解説と観察・実践で理解する 美術解剖学 関節の美術解剖学

  • 阿久津 裕彦(東京造形大学講師)
講師詳細

 美術解剖学は、皮膚の内側にある骨や筋のかたちと構造についての知識によって、人体を立体的に捉えられるようにするための方法論です。イタリアルネサンス以降の西洋美術における人体表現は、違和感なく自然な姿で目に映りますが、それは人体の形状を捉えて再現したいという芸術家の欲求と努力の結果に他なりません。迫真的な人体形状の描写や造形を可能にした理由のひとつが解剖学で、この時代の上級の芸術家は死体を解剖してまで形状を正しく捉えようとしました。
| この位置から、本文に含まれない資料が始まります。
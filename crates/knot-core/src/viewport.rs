use crate::camera::Camera;
use crate::constants::{PIXEL_RATIO_MAX, PIXEL_RATIO_MIN};
use crate::params::ScrollParams;
use crate::scene::SkillScene;

/// Browser-reported window size in CSS pixels plus the device pixel ratio.
#[derive(Clone, Copy, Debug, PartialEq)]
pub struct Viewport {
    pub width: f32,
    pub height: f32,
    pub device_pixel_ratio: f32,
}

impl Viewport {
    pub fn new(width: f32, height: f32, device_pixel_ratio: f32) -> Self {
        Self {
            width,
            height,
            device_pixel_ratio,
        }
    }

    #[inline]
    pub fn aspect(&self) -> f32 {
        self.width.max(1.0) / self.height.max(1.0)
    }
}

#[inline]
pub fn clamp_pixel_ratio(dpr: f32) -> f32 {
    if !dpr.is_finite() || dpr <= 0.0 {
        return PIXEL_RATIO_MIN;
    }
    dpr.clamp(PIXEL_RATIO_MIN, PIXEL_RATIO_MAX)
}

/// Output surface configuration derived from a viewport.
#[derive(Clone, Copy, Debug, PartialEq, Eq)]
pub struct SurfaceSize {
    pub css_width: u32,
    pub css_height: u32,
    /// Pixel ratio in hundredths, so the whole struct stays `Eq`.
    pub pixel_ratio_pct: u32,
    pub physical_width: u32,
    pub physical_height: u32,
}

impl SurfaceSize {
    pub fn for_viewport(viewport: &Viewport) -> Self {
        let ratio = clamp_pixel_ratio(viewport.device_pixel_ratio);
        let css_w = viewport.width.max(0.0);
        let css_h = viewport.height.max(0.0);
        Self {
            css_width: css_w.round() as u32,
            css_height: css_h.round() as u32,
            pixel_ratio_pct: (ratio * 100.0).round() as u32,
            physical_width: ((css_w * ratio).round() as u32).max(1),
            physical_height: ((css_h * ratio).round() as u32).max(1),
        }
    }

    #[inline]
    pub fn pixel_ratio(&self) -> f32 {
        self.pixel_ratio_pct as f32 / 100.0
    }
}

/// Fit the camera to a new viewport and return the surface the renderer should use.
pub fn apply_resize(viewport: &Viewport, camera: &mut Camera) -> SurfaceSize {
    camera.set_aspect(viewport.aspect());
    SurfaceSize::for_viewport(viewport)
}

/// Scroll offset mapped to `[0, progress_max]`.
#[inline]
pub fn scroll_progress(scroll_y: f32, params: &ScrollParams) -> f32 {
    let y = if scroll_y.is_finite() { scroll_y } else { 0.0 };
    (y / params.range_px).clamp(0.0, params.progress_max)
}

/// Drive group rotation and camera depth from the page scroll offset.
pub fn apply_scroll(scroll_y: f32, params: &ScrollParams, scene: &mut SkillScene) -> f32 {
    let t = scroll_progress(scroll_y, params);
    scene.group.rotation.y = t * params.yaw_gain;
    scene.group.rotation.x = params.pitch_base + t * params.pitch_gain;
    scene.camera.position.z = params.camera_z_base + t * params.camera_z_gain;
    t
}

#[cfg(test)]
mod tests {
    use super::*;

    #[test]
    fn pixel_ratio_is_clamped() {
        assert_eq!(clamp_pixel_ratio(0.5), 1.0);
        assert_eq!(clamp_pixel_ratio(1.5), 1.5);
        assert_eq!(clamp_pixel_ratio(3.0), 2.0);
        assert_eq!(clamp_pixel_ratio(f32::NAN), 1.0);
        assert_eq!(clamp_pixel_ratio(0.0), 1.0);
    }

    #[test]
    fn surface_size_scales_by_clamped_ratio() {
        let s = SurfaceSize::for_viewport(&Viewport::new(1280.0, 720.0, 3.0));
        assert_eq!(s.physical_width, 2560);
        assert_eq!(s.physical_height, 1440);
        assert_eq!(s.pixel_ratio(), 2.0);
        let tiny = SurfaceSize::for_viewport(&Viewport::new(0.0, 0.0, 1.0));
        assert_eq!((tiny.physical_width, tiny.physical_height), (1, 1));
    }

    #[test]
    fn scroll_progress_clamps_both_ends() {
        let p = ScrollParams::default();
        assert_eq!(scroll_progress(-50.0, &p), 0.0);
        assert_eq!(scroll_progress(600.0, &p), 0.5);
        assert_eq!(scroll_progress(100_000.0, &p), 1.25);
        assert_eq!(scroll_progress(f32::NAN, &p), 0.0);
    }
}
中世から目覚めたこの時代に一気に成し遂げられたこれらの成果が、その後現代まで続く西洋美術における人体表現の礎となっています。

<今期のテーマ:関節の美術解剖学>
 関節から骨が動くことであらゆる姿勢が生まれます。日常的な動きに制限を感じることはありませんが、実は個々の関節における動きはとても制限されています。また、骨を動かす筋肉の位置は関節と密接に関係しています。関節の形状や動きを意識することができれば、モデルのポーズの把握がしやすくなり描写の説得力も向上します。
 この講座では、主要な関節の種類と形状をヌードモデルで解説します。関節と筋肉を意識しながらクロッキーをしましょう。


 

お申し込み
日程
2021/4/3, 5/1, 6/5
曜日・時間
第1週 土曜 10:00~12:30
回数
3回
受講料(税込)
会員 14,850円 一般 18,150円
設備費(税込)
495円
持ち物など
毎回1時間の講義の後、クロッキーを行います。クロッキー帳、鉛筆などをお持ち下さい。講義では、骨格見本とモデルを使って解説します。

講師詳細

阿久津 裕彦(アクツ ヒロヒコ)
1973年生まれ。東京芸術大学卒業・同大学院修了。順天堂大学博士課程修了。美術修士・医学博士。順天堂大学非常勤助教。東京芸術大学他、非常勤講師。東京芸術大学で彫刻を学んだ後、順天堂大学で人体解剖学を修める。ルネサンス期の解剖学図譜の図像分析および彫刻芸術と解剖学の関連性に着目している。また、美術解剖学のすそ野を広げるべく活動中。